* About this exercise
Write out all the data again, exactly as it stands.

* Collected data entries
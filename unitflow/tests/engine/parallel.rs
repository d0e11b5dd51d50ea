//! Branch-parallel runs of acyclic graphs.

use std::sync::Arc;

use unitflow::{CancellationFlag, EngineError, MockCompletion, RunMode, Unit};

use crate::common::{cancelling_evaluator, diamond, engine, graph, hello_chain, id};

/// **Scenario**: Diamond fan-out/fan-in; the join is in edge order whatever finishes first.
#[tokio::test]
async fn diamond_joins_in_edge_order() {
    let mock = Arc::new(MockCompletion::uppercase());
    let report = engine(&mock, RunMode::Parallel)
        .run(&diamond())
        .await
        .unwrap();
    assert_eq!(report.value("output-1"), Some("LEFT X\nRIGHT X"));
    assert_eq!(mock.calls(), 2);
    assert_eq!(report.order.first(), Some(&id("input-1")));
    assert_eq!(report.order.last(), Some(&id("output-1")));
}

/// **Scenario**: Twenty branches converge on one output; it is dispatched exactly once
/// and receives every value.
#[tokio::test]
async fn wide_fan_in_dispatches_join_once() {
    let mut nodes = vec![("input-1", Unit::input("v")), ("output-1", Unit::output())];
    let names: Vec<String> = (1..=20).map(|i| format!("ai-{}", i)).collect();
    for name in &names {
        nodes.push((name.as_str(), Unit::ai("$input_1")));
    }
    let mut edges = Vec::new();
    for name in &names {
        edges.push(("input-1", name.as_str()));
        edges.push((name.as_str(), "output-1"));
    }
    let g = graph(nodes, &edges);

    let mock = Arc::new(MockCompletion::uppercase());
    let report = engine(&mock, RunMode::Parallel).run(&g).await.unwrap();
    assert_eq!(mock.calls(), 20);
    let output_runs = report.order.iter().filter(|n| **n == id("output-1")).count();
    assert_eq!(output_runs, 1);
    assert_eq!(report.value("output-1").unwrap().lines().count(), 20);
}

/// **Scenario**: A failed branch stops at the failing node, which keeps its error marker
/// as output; the sibling branch completes and the run surfaces one aggregate failure.
#[tokio::test]
async fn failure_aborts_only_its_branch() {
    let g = graph(
        vec![
            ("input-1", Unit::input("x")),
            ("ai-1", Unit::ai("boom $input_1")),
            ("ai-2", Unit::ai("fine $input_1")),
            ("output-1", Unit::output()),
            ("output-2", Unit::output()),
        ],
        &[
            ("input-1", "ai-1"),
            ("input-1", "ai-2"),
            ("ai-1", "output-1"),
            ("ai-2", "output-2"),
        ],
    );
    let mock = Arc::new(MockCompletion::uppercase().with_fail_on("boom"));
    let report = engine(&mock, RunMode::Parallel).run(&g).await.unwrap();

    assert_eq!(report.value("output-2"), Some("FINE X"));
    assert_eq!(
        report.value("ai-1"),
        Some("Error: remote call failed (500): mock failure on boom")
    );
    assert_eq!(report.skipped, vec![id("output-1")]);
    match report.into_result() {
        Err(EngineError::BranchFailed { failures }) => {
            assert_eq!(failures.len(), 1);
            assert_eq!(failures[0].node, id("ai-1"));
        }
        other => panic!("expected BranchFailed, got {:?}", other),
    }
}

/// **Scenario**: Without failures, parallel and sequential runs agree on every value.
#[tokio::test]
async fn parallel_matches_sequential() {
    for g in [hello_chain(), diamond()] {
        let mock = Arc::new(MockCompletion::uppercase());
        let seq = engine(&mock, RunMode::Sequential).run(&g).await.unwrap();
        let par = engine(&mock, RunMode::Parallel).run(&g).await.unwrap();
        assert_eq!(seq.values, par.values);
        assert_eq!(seq.outputs(), par.outputs());
    }
}

/// **Scenario**: Cancelling inside one branch of a fan-out lets the sibling that was
/// already dispatched finish, but neither branch dispatches its successor.
#[tokio::test]
async fn cancellation_during_fan_out_keeps_in_flight_outputs() {
    let g = graph(
        vec![
            ("input-1", Unit::input("x")),
            ("custom-1", Unit::custom("'done'")),
            ("ai-1", Unit::ai("$input_1")),
            ("output-1", Unit::output()),
            ("output-2", Unit::output()),
        ],
        &[
            ("input-1", "custom-1"),
            ("input-1", "ai-1"),
            ("custom-1", "output-1"),
            ("ai-1", "output-2"),
        ],
    );
    let cancel = CancellationFlag::new();
    let mock = Arc::new(MockCompletion::echo());
    let report = engine(&mock, RunMode::Parallel)
        .with_evaluator(cancelling_evaluator(&cancel))
        .run_with_cancel(&g, &cancel)
        .await
        .unwrap();

    assert!(report.cancelled);
    assert_eq!(report.value("custom-1"), Some("done"));
    assert_eq!(report.value("ai-1"), Some("x"));
    assert_eq!(report.skipped, vec![id("output-1"), id("output-2")]);
    assert_eq!(report.order.len(), 3);
    assert!(matches!(report.into_result(), Err(EngineError::Cancelled)));
}
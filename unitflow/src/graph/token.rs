//! Substitution tokens derived from node ids.
//!
//! A node `input-1` is referenced from downstream templates as `$input_1`; a node `X`
//! of kind input as `$input_X`. The leading `<kind>-` prefix is dropped and every
//! character outside `[A-Za-z0-9_]` becomes `_`, so tokens are always one identifier run.

use std::fmt;

use super::node::{NodeId, UnitKind};

/// `$`-prefixed placeholder referring to one upstream node's value.
#[derive(Clone, Debug, PartialEq, Eq, Hash, PartialOrd, Ord)]
pub struct Token(String);

impl Token {
    /// Derives the canonical token for a node.
    pub fn for_node(id: &NodeId, kind: UnitKind) -> Self {
        let raw = id.as_str();
        let prefix = format!("{}-", kind.as_str());
        let suffix = raw.strip_prefix(prefix.as_str()).unwrap_or(raw);
        let suffix: String = suffix
            .chars()
            .map(|c| if is_token_char(c) { c } else { '_' })
            .collect();
        Self(format!("${}_{}", kind.as_str(), suffix))
    }

    /// Full token text including `$`.
    pub fn as_str(&self) -> &str {
        &self.0
    }

    /// Token without `$`; the key under which custom code sees the value.
    pub fn name(&self) -> &str {
        &self.0[1..]
    }
}

impl fmt::Display for Token {
    fn fmt(&self, f: &mut fmt::Formatter<'_>) -> fmt::Result {
        f.write_str(&self.0)
    }
}

pub(crate) fn is_token_char(c: char) -> bool {
    c.is_ascii_alphanumeric() || c == '_'
}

* Worked solution
filename unitflow/tests/engine/parallel.rs
repository d0e11b5dd51d50ea
//! Branch-parallel runs of acyclic graphs.

use std::sync::Arc;

use unitflow::{CancellationFlag, EngineError, MockCompletion, RunMode, Unit};

use crate::common::{cancelling_evaluator, diamond, engine, graph, hello_chain, id};

/// **Scenario**: Diamond fan-out/fan-in; the join is in edge order whatever finishes first.
#[tokio::test]
async fn diamond_joins_in_edge_order() {
    let mock = Arc::new(MockCompletion::uppercase());
    let report = engine(&mock, RunMode::Parallel)
        .run(&diamond())
        .await
        .unwrap();
    assert_eq!(report.value("output-1"), Some("LEFT X\nRIGHT X"));
    assert_eq!(mock.calls(), 2);
    assert_eq!(report.order.first(), Some(&id("input-1")));
    assert_eq!(report.order.last(), Some(&id("output-1")));
}

/// **Scenario**: Twenty branches converge on one output; it is dispatched exactly once
/// and receives every value.
#[tokio::test]
async fn wide_fan_in_dispatches_join_once() {
    let mut nodes = vec![("input-1", Unit::input("v")), ("output-1", Unit::output())];
    let names: Vec<String> = (1..=20).map(|i| format!("ai-{}", i)).collect();
    for name in &names {
        nodes.push((name.as_str(), Unit::ai("$input_1")));
    }
    let mut edges = Vec::new();
    for name in &names {
        edges.push(("input-1", name.as_str()));
        edges.push((name.as_str(), "output-1"));
    }
    let g = graph(nodes, &edges);

    let mock = Arc::new(MockCompletion::uppercase());
    let report = engine(&mock, RunMode::Parallel).run(&g).await.unwrap();
    assert_eq!(mock.calls(), 20);
    let output_runs = report.order.iter().filter(|n| **n == id("output-1")).count();
    assert_eq!(output_runs, 1);
    assert_eq!(report.value("output-1").unwrap().lines().count(), 20);
}

/// **Scenario**: A failed branch stops at the failing node, which keeps its error marker
/// as output; the sibling branch completes and the run surfaces one aggregate failure.
#[tokio::test]
async fn failure_aborts_only_its_branch() {
    let g = graph(
        vec![
            ("input-1", Unit::input("x")),
            ("ai-1", Unit::ai("boom $input_1")),
            ("ai-2", Unit::ai("fine $input_1")),
            ("output-1", Unit::output()),
            ("output-2", Unit::output()),
        ],
        &[
            ("input-1", "ai-1"),
            ("input-1", "ai-2"),
            ("ai-1", "output-1"),
            ("ai-2", "output-2"),
        ],
    );
    let mock = Arc::new(MockCompletion::uppercase().with_fail_on("boom"));
    let report = engine(&mock, RunMode::Parallel).run(&g).await.unwrap();

    assert_eq!(report.value("output-2"), Some("FINE X"));
    assert_eq!(
        report.value("ai-1"),
        Some("Error: remote call failed (500): mock failure on boom")
    );
    assert_eq!(report.skipped, vec![id("output-1")]);
    match report.into_result() {
        Err(EngineError::BranchFailed { failures }) => {
            assert_eq!(failures.len(), 1);
            assert_eq!(failures[0].node, id("ai-1"));
        }
        other => panic!("expected BranchFailed, got {:?}", other),
    }
}

/// **Scenario**: Without failures, parallel and sequential runs agree on every value.
#[tokio::test]
async fn parallel_matches_sequential() {
    for g in [hello_chain(), diamond()] {
        let mock = Arc::new(MockCompletion::uppercase());
        let seq = engine(&mock, RunMode::Sequential).run(&g).await.unwrap();
        let par = engine(&mock, RunMode::Parallel).run(&g).await.unwrap();
        assert_eq!(seq.values, par.values);
        assert_eq!(seq.outputs(), par.outputs());
    }
}

/// **Scenario**: Cancelling inside one branch of a fan-out lets the sibling that was
/// already dispatched finish, but neither branch dispatches its successor.
#[tokio::test]
async fn cancellation_during_fan_out_keeps_in_flight_outputs() {
    let g = graph(
        vec![
            ("input-1", Unit::input("x")),
            ("custom-1", Unit::custom("'done'")),
            ("ai-1", Unit::ai("$input_1")),
            ("output-1", Unit::output()),
            ("output-2", Unit::output()),
        ],
        &[
            ("input-1", "custom-1"),
            ("input-1", "ai-1"),
            ("custom-1", "output-1"),
            ("ai-1", "output-2"),
        ],
    );
    let cancel = CancellationFlag::new();
    let mock = Arc::new(MockCompletion::echo());
    let report = engine(&mock, RunMode::Parallel)
        .with_evaluator(cancelling_evaluator(&cancel))
        .run_with_cancel(&g, &cancel)
        .await
        .unwrap();

    assert!(report.cancelled);
    assert_eq!(report.value("custom-1"), Some("done"));
    assert_eq!(report.value("ai-1"), Some("x"));
    assert_eq!(report.skipped, vec![id("output-1"), id("output-2")]);
    assert_eq!(report.order.len(), 3);
    assert!(matches!(report.into_result(), Err(EngineError::Cancelled)));
}
filename unitflow/src/graph/token.rs
//! Substitution tokens derived from node ids.
//!
//! A node `input-1` is referenced from downstream templates as `$input_1`; a node `X`
//! of kind input as `$input_X`. The leading `<kind>-` prefix is dropped and every
//! character outside `[A-Za-z0-9_]` becomes `_`, so tokens are always one identifier run.

use std::fmt;

use super::node::{NodeId, UnitKind};

/// `$`-prefixed placeholder referring to one upstream node's value.
#[derive(Clone, Debug, PartialEq, Eq, Hash, PartialOrd, Ord)]
pub struct Token(String);

impl Token {
    /// Derives the canonical token for a node.
    pub fn for_node(id: &NodeId, kind: UnitKind) -> Self {
        let raw = id.as_str();
        let prefix = format!("{}-", kind.as_str());
        let suffix = raw.strip_prefix(prefix.as_str()).unwrap_or(raw);
        let suffix: String = suffix
            .chars()
            .map(|c| if is_token_char(c) { c } else { '_' })
            .collect();
        Self(format!("${}_{}", kind.as_str(), suffix))
    }

    /// Full token text including `$`.
    pub fn as_str(&self) -> &str {
        &self.0
    }

    /// Token without `$`; the key under which custom code sees the value.
    pub fn name(&self) -> &str {
        &self.0[1..]
    }
}

impl fmt::Display for Token {
    fn fmt(&self, f: &mut fmt::Formatter<'_>) -> fmt::Result {
        f.write_str(&self.0)
    }
}

pub(crate) fn is_token_char(c: char) -> bool {
    c.is_ascii_alphanumeric() || c == '_'
}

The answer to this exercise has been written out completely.